▶ **What to work on**
Where does the string "gone" occur in the records below? Copy every line that holds it.

▶ **Provided material**
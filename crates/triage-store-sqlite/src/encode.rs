//! Encoding and decoding helpers between Rust domain types and the plain-text
//! representations stored in SQLite columns.
//!
//! Timestamps are stored as RFC 3339 UTC strings with nanosecond precision
//! and a `Z` suffix. Every value has the same width, so string comparison in
//! SQL orders them chronologically. UUIDs are stored as hyphenated lowercase
//! strings; enums as their snake_case names.

use chrono::{DateTime, SecondsFormat, Utc};
use triage_core::{PriorityClass, Ticket, TicketStatus};
use uuid::Uuid;

use crate::{Error, Result};

// ─── Uuid ─────────────────────────────────────────────────────────────────────

pub fn encode_uuid(id: Uuid) -> String { id.hyphenated().to_string() }

pub fn decode_uuid(s: &str) -> Result<Uuid> { Ok(Uuid::parse_str(s)?) }

// ─── DateTime<Utc> ───────────────────────────────────────────────────────────

pub fn encode_dt(dt: DateTime<Utc>) -> String {
  dt.to_rfc3339_opts(SecondsFormat::Nanos, true)
}

pub fn decode_dt(s: &str) -> Result<DateTime<Utc>> {
  DateTime::parse_from_rfc3339(s)
    .map(|dt| dt.with_timezone(&Utc))
    .map_err(|e| Error::DateParse(e.to_string()))
}

// ─── Enums ───────────────────────────────────────────────────────────────────

pub fn encode_priority(p: PriorityClass) -> &'static str {
  match p {
    PriorityClass::Emergency => "emergency",
    PriorityClass::SeniorCitizen => "senior_citizen",
    PriorityClass::Regular => "regular",
  }
}

pub fn encode_status(s: TicketStatus) -> &'static str {
  match s {
    TicketStatus::Waiting => "waiting",
    TicketStatus::Called => "called",
    TicketStatus::InService => "in_service",
    TicketStatus::Completed => "completed",
    TicketStatus::Skipped => "skipped",
  }
}

// ─── Row types ───────────────────────────────────────────────────────────────

/// Column list shared by every `SELECT` that builds a [`RawTicket`].
pub const TICKET_COLUMNS: &str = "visit_id, ticket_number, priority, status, \
   created_at, called_at, completed_at, assigned_server_id, subject_ref";

/// Raw strings read directly from a `tickets` row.
pub struct RawTicket {
  pub visit_id:           String,
  pub ticket_number:      String,
  pub priority:           String,
  pub status:             String,
  pub created_at:         String,
  pub called_at:          Option<String>,
  pub completed_at:       Option<String>,
  pub assigned_server_id: Option<String>,
  pub subject_ref:        String,
}

impl RawTicket {
  /// Map a row selected with [`TICKET_COLUMNS`].
  pub fn from_row(row: &rusqlite::Row<'_>) -> rusqlite::Result<Self> {
    Ok(Self {
      visit_id:           row.get(0)?,
      ticket_number:      row.get(1)?,
      priority:           row.get(2)?,
      status:             row.get(3)?,
      created_at:         row.get(4)?,
      called_at:          row.get(5)?,
      completed_at:       row.get(6)?,
      assigned_server_id: row.get(7)?,
      subject_ref:        row.get(8)?,
    })
  }

  pub fn into_ticket(self) -> Result<Ticket> {
    Ok(Ticket {
      visit_id:           decode_uuid(&self.visit_id)?,
      ticket_number:      self.ticket_number.parse()?,
      priority:           PriorityClass::parse(&self.priority)?,
      status:             TicketStatus::parse(&self.status)?,
      created_at:         decode_dt(&self.created_at)?,
      called_at:          self.called_at.as_deref().map(decode_dt).transpose()?,
      completed_at:       self.completed_at.as_deref().map(decode_dt).transpose()?,
      assigned_server_id: self.assigned_server_id,
      subject_ref:        self.subject_ref,
    })
  }
}
#[tokio::test]
async fn deleted_ticket_is_skipped_on_dequeue() {
  let m = manager();
  let gone = ticket(PriorityClass::Emergency, 0);
  let next = ticket(PriorityClass::Regular, 1);
  m.enqueue(gone.clone()).await.unwrap();
  m.enqueue(next.clone()).await.unwrap();
  assert!(m.store().delete(gone.visit_id));

  let got = m.dequeue("desk-1").await.unwrap().unwrap();
  assert_eq!(got.visit_id, next.visit_id);
  assert!(m.is_empty().await);
}

#[tokio::test]
async fn busy_server_cannot_take_another_ticket() {
  let m = manager();
  m.enqueue(ticket(PriorityClass::Regular, 0)).await.unwrap();
  m.enqueue(ticket(PriorityClass::Regular, 1)).await.unwrap();

  let current = m.dequeue("desk-1").await.unwrap().unwrap();
  let err = m.dequeue("desk-1").await.unwrap_err();
  assert!(matches!(err, Error::ServerBusy { visit_id, .. } if visit_id == current.visit_id));
  assert_eq!(m.len().await, 1);

  // Another desk is free to take it.
  assert!(m.dequeue("desk-2").await.unwrap().is_some());
}

// ─── Terminal transitions ────────────────────────────────────────────────────

#[tokio::test]
async fn complete_without_ticket_fails_without_touching_others() {
  let m = manager();
  let t = ticket(PriorityClass::Regular, 0);
  m.enqueue(t.clone()).await.unwrap();
  m.dequeue("desk-1").await.unwrap();

  let err = m.complete_current_service("desk-2").await.unwrap_err();
  assert!(matches!(err, Error::NothingServing(s) if s == "desk-2"));
  assert_eq!(m.currently_serving("desk-1").await.unwrap().visit_id, t.visit_id);
}

#[tokio::test]
async fn complete_and_skip_persist_terminal_status() {
  let m = manager();
  let a = ticket(PriorityClass::Regular, 0);
  let b = ticket(PriorityClass::Regular, 1);
  m.enqueue(a.clone()).await.unwrap();
  m.enqueue(b.clone()).await.unwrap();

  m.dequeue("desk-1").await.unwrap();
  m.dequeue("desk-2").await.unwrap();

  let done = m.complete_current_service("desk-1").await.unwrap();
  assert_eq!(done.status, TicketStatus::Completed);
  let skipped = m.skip_current("desk-2").await.unwrap();
  assert_eq!(skipped.status, TicketStatus::Skipped);

  assert_eq!(m.store().get(a.visit_id).unwrap().status, TicketStatus::Completed);
  assert!(m.store().get(a.visit_id).unwrap().completed_at.is_some());
  assert_eq!(m.store().get(b.visit_id).unwrap().status, TicketStatus::Skipped);
  assert!(m.serving().await.is_empty());
}

#[tokio::test]
async fn stored_status_only_moves_forward() {
  let m = manager();
  let t = ticket(PriorityClass::Regular, 0);
  m.enqueue(t.clone()).await.unwrap();
  m.dequeue("desk-1").await.unwrap();

  let now = Utc::now();
  let store = m.store();
  assert!(
    !store
      .update_status(t.visit_id, TicketStatus::InService, TicketStatus::Waiting, now)
      .await
      .unwrap()
  );
  assert!(
    !store
      .update_status(t.visit_id, TicketStatus::InService, TicketStatus::Called, now)
      .await
      .unwrap()
  );
  // Stale expectation of the current status.
  assert!(
    !store
      .update_status(t.visit_id, TicketStatus::Waiting, TicketStatus::Skipped, now)
      .await
      .unwrap()
  );
  assert_eq!(store.get(t.visit_id).unwrap().status, TicketStatus::InService);

  let done = m.complete_current_service("desk-1").await.unwrap();
  assert_eq!(done.status, TicketStatus::Completed);
  assert!(
    !store
      .update_status(t.visit_id, TicketStatus::Completed, TicketStatus::Skipped, now)
      .await
      .unwrap()
  );
  assert_eq!(store.get(t.visit_id).unwrap().status, TicketStatus::Completed);
}

#[tokio::test]
async fn failed_completion_keeps_pointer() {
  let m = manager();
  let t = ticket(PriorityClass::Regular, 0);
  m.enqueue(t.clone()).await.unwrap();
  m.dequeue("desk-1").await.unwrap();

  m.store().fail_next(StoreOp::UpdateStatus, 1);
  assert!(m.complete_current_service("desk-1").await.unwrap_err().is_retryable());
  assert_eq!(m.currently_serving("desk-1").await.unwrap().visit_id, t.visit_id);

  // Retrying succeeds.
  m.complete_current_service("desk-1").await.unwrap();
  assert!(m.currently_serving("desk-1").await.is_none());
}

#[tokio::test]
async fn completion_of_deleted_ticket_clears_pointer() {
  let m = manager();
  let t = ticket(PriorityClass::Regular, 0);
  m.enqueue(t.clone()).await.unwrap();
  m.dequeue("desk-1").await.unwrap();
  m.store().delete(t.visit_id);

  let err = m.complete_current_service("desk-1").await.unwrap_err();
  assert!(matches!(err, Error::VisitNotFound(id) if id == t.visit_id));
  assert!(m.currently_serving("desk-1").await.is_none());
}

// ─── Removal ─────────────────────────────────────────────────────────────────

#[tokio::test]
async fn remove_from_queue_marks_skipped() {
  let m = manager();
  let t = ticket(PriorityClass::Regular, 0);
  m.enqueue(t.clone()).await.unwrap();

  let removal = m.remove_from_queue(t.visit_id).await.unwrap();
  assert!(matches!(removal, Removal::Removed(ref r) if r.status == TicketStatus::Skipped));
  assert!(m.is_empty().await);
  assert_eq!(m.store().get(t.visit_id).unwrap().status, TicketStatus::Skipped);
}

#[tokio::test]
async fn removing_unknown_or_served_ticket_is_a_no_op() {
  let m = manager();
  assert_eq!(m.remove_from_queue(Uuid::new_v4()).await.unwrap(), Removal::AlreadyResolved);

  let t = ticket(PriorityClass::Regular, 0);
  m.enqueue(t.clone()).await.unwrap();
  m.dequeue("desk-1").await.unwrap();
  assert_eq!(m.remove_from_queue(t.visit_id).await.unwrap(), Removal::AlreadyResolved);
  assert_eq!(m.store().get(t.visit_id).unwrap().status, TicketStatus::InService);
}

#[tokio::test]
async fn removal_leaves_a_ticket_served_elsewhere_in_service() {
  let m = manager();
  let t = ticket(PriorityClass::Regular, 0);
  m.enqueue(t.clone()).await.unwrap();

  // Another process sharing the store takes the ticket first.
  assert!(m.store().assign_server(t.visit_id, "desk-9", Utc::now()).await.unwrap());

  assert_eq!(m.remove_from_queue(t.visit_id).await.unwrap(), Removal::AlreadyResolved);
  assert!(m.is_empty().await);
  let stored = m.store().get(t.visit_id).unwrap();
  assert_eq!(stored.status, TicketStatus::InService);
  assert_eq!(stored.assigned_server_id.as_deref(), Some("desk-9"));
  assert!(stored.completed_at.is_none());
}

#[tokio::test]
async fn failed_removal_keeps_ticket_queued() {
  let m = manager();
  let t = ticket(PriorityClass::Regular, 0);
  m.enqueue(t.clone()).await.unwrap();

  m.store().fail_next(StoreOp::UpdateStatus, 1);
  assert!(m.remove_from_queue(t.visit_id).await.is_err());
  assert_eq!(m.position(t.visit_id).await, Some(1));
}

#[tokio::test]
async fn removal_reaches_tickets_missing_from_a_stale_index() {
  let m = manager();
  let t = ticket(PriorityClass::Regular, 0);
  m.store().put(t.clone());

  let removal = m.remove_from_queue(t.visit_id).await.unwrap();
  assert!(matches!(removal, Removal::Removed(_)));
  assert_eq!(m.store().get(t.visit_id).unwrap().status, TicketStatus::Skipped);
}

// ─── Reclassification ────────────────────────────────────────────────────────

#[tokio::test]
async fn reclassify_moves_ticket_ahead() {
  let m = manager();
  let early = ticket(PriorityClass::Regular, 0);
  let late = ticket(PriorityClass::Regular, 5);
  m.enqueue(early.clone()).await.unwrap();
  m.enqueue(late.clone()).await.unwrap();

  let updated = m.reclassify(late.visit_id, PriorityClass::Emergency).await.unwrap();
  assert_eq!(updated.priority, PriorityClass::Emergency);
  assert_eq!(updated.created_at, late.created_at);
  assert_eq!(m.position(late.visit_id).await, Some(1));
  assert_eq!(m.len().await, 2);
  assert_eq!(m.store().get(late.visit_id).unwrap().priority, PriorityClass::Emergency);
}

#[tokio::test]
async fn failed_reclassify_keeps_old_class() {
  let m = manager();
  let t = ticket(PriorityClass::Regular, 0);
  m.enqueue(t.clone()).await.unwrap();

  m.store().fail_next(StoreOp::UpdatePriority, 1);
  assert!(m.reclassify(t.visit_id, PriorityClass::Emergency).await.is_err());
  assert_eq!(m.peek().await.unwrap().priority, PriorityClass::Regular);

  assert!(matches!(
    m.reclassify(Uuid::new_v4(), PriorityClass::Emergency).await,
    Err(Error::VisitNotFound(_))
  ));
}

// ─── Reads ───────────────────────────────────────────────────────────────────

#[tokio::test]
async fn peek_is_always_first_in_line() {
  let m = manager();
  for (i, class) in [
    PriorityClass::Regular,
    PriorityClass::SeniorCitizen,
    PriorityClass::Emergency,
  ]
  .into_iter()
  .enumerate()
  {
    m.enqueue(ticket(class, i as i64)).await.unwrap();
    let top = m.peek().await.unwrap();
    assert_eq!(m.position(top.visit_id).await, Some(1));
  }
  assert_eq!(m.len().await, 3);
  assert_eq!(m.position(Uuid::new_v4()).await, None);
}

#[tokio::test]
async fn place_in_line_pairs_position_with_length() {
  let m = manager();
  m.enqueue(ticket(PriorityClass::Emergency, 0)).await.unwrap();
  let regular = ticket(PriorityClass::Regular, 1);
  m.enqueue(regular.clone()).await.unwrap();

  assert_eq!(m.place_in_line(regular.visit_id).await, Some((2, 2)));
  assert_eq!(m.place_in_line(Uuid::new_v4()).await, None);

  m.dequeue("desk-1").await.unwrap();
  assert_eq!(m.place_in_line(regular.visit_id).await, Some((1, 1)));
}

#[tokio::test]
async fn waiting_respects_limit_and_order() {
  let m = manager();
  let tickets: Vec<Ticket> = (0..5).map(|i| ticket(PriorityClass::Regular, 10 - i)).collect();
  for t in &tickets {
    m.enqueue(t.clone()).await.unwrap();
  }
  let top = m.waiting(Some(2)).await;
  assert_eq!(top.len(), 2);
  assert!(priority::compare(&top[0], &top[1]).is_lt());
  assert_eq!(top[0].visit_id, tickets[4].visit_id);
  assert_eq!(m.waiting(None).await.len(), 5);
}

#[tokio::test]
async fn find_checks_memory_then_store() {
  let m = manager();
  let queued = ticket(PriorityClass::Regular, 0);
  m.enqueue(queued.clone()).await.unwrap();
  let archived = ticket(PriorityClass::Regular, 1);
  m.store().put(Ticket { status: TicketStatus::Completed, ..archived.clone() });

  assert_eq!(m.find(queued.visit_id).await.unwrap().unwrap().visit_id, queued.visit_id);
  assert_eq!(
    m.find(archived.visit_id).await.unwrap().unwrap().status,
    TicketStatus::Completed
  );
  assert!(m.find(Uuid::new_v4()).await.unwrap().is_none());
}

// ─── Sync ────────────────────────────────────────────────────────────────────

#[tokio::test]
async fn sync_restores_order_after_restart() {
  let store = MemoryStore::new();
  let regular = ticket(PriorityClass::Regular, 0);
  let senior = ticket(PriorityClass::SeniorCitizen, 1);
  let emergency = ticket(PriorityClass::Emergency, 2);
  for t in [&regular, &senior, &emergency] {
    store.put(t.clone());
  }

  let m = QueueManager::new(store, QueueConfig::default());
  let report = m.sync().await.unwrap();
  assert_eq!(report.waiting, 3);
  assert_eq!(report.serving, 0);
  assert_eq!(
    ids(&m.waiting(None).await),
    vec![emergency.visit_id, senior.visit_id, regular.visit_id]
  );
}

#[tokio::test]
async fn sync_mirrors_store_waiting_set() {
  let m = manager();
  // In memory only: will be dropped by sync.
  let phantom = ticket(PriorityClass::Emergency, 0);
  m.enqueue(phantom.clone()).await.unwrap();
  m.store().delete(phantom.visit_id);

  let waiting = ticket(PriorityClass::Regular, 1);
  m.store().put(waiting.clone());
  m.store().put(Ticket {
    status: TicketStatus::Completed,
    ..ticket(PriorityClass::Regular, 2)
  });
  let mut yesterday = ticket(PriorityClass::Regular, 3);
  yesterday.created_at = base() - TimeDelta::hours(1);
  m.store().put(yesterday);

  m.sync().await.unwrap();
  assert_eq!(ids(&m.waiting(None).await), vec![waiting.visit_id]);
  // Idempotent.
  m.sync().await.unwrap();
  assert_eq!(ids(&m.waiting(None).await), vec![waiting.visit_id]);
}

#[tokio::test]
async fn sync_restores_serving_pointers() {
  let store = MemoryStore::new();
  let mut serving = ticket(PriorityClass::Regular, 0);
  serving.assign("desk-3", base() + TimeDelta::seconds(30)).unwrap();
  store.put(serving.clone());

  let m = QueueManager::new(store, QueueConfig::default());
  let report = m.sync().await.unwrap();
  assert_eq!(report.serving, 1);
  assert_eq!(m.currently_serving("desk-3").await.unwrap().visit_id, serving.visit_id);

  let done = m.complete_current_service("desk-3").await.unwrap();
  assert_eq!(done.visit_id, serving.visit_id);
}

▶ **Response to the task**
  let gone = ticket(PriorityClass::Emergency, 0);
  m.enqueue(gone.clone()).await.unwrap();
  assert!(m.store().delete(gone.visit_id));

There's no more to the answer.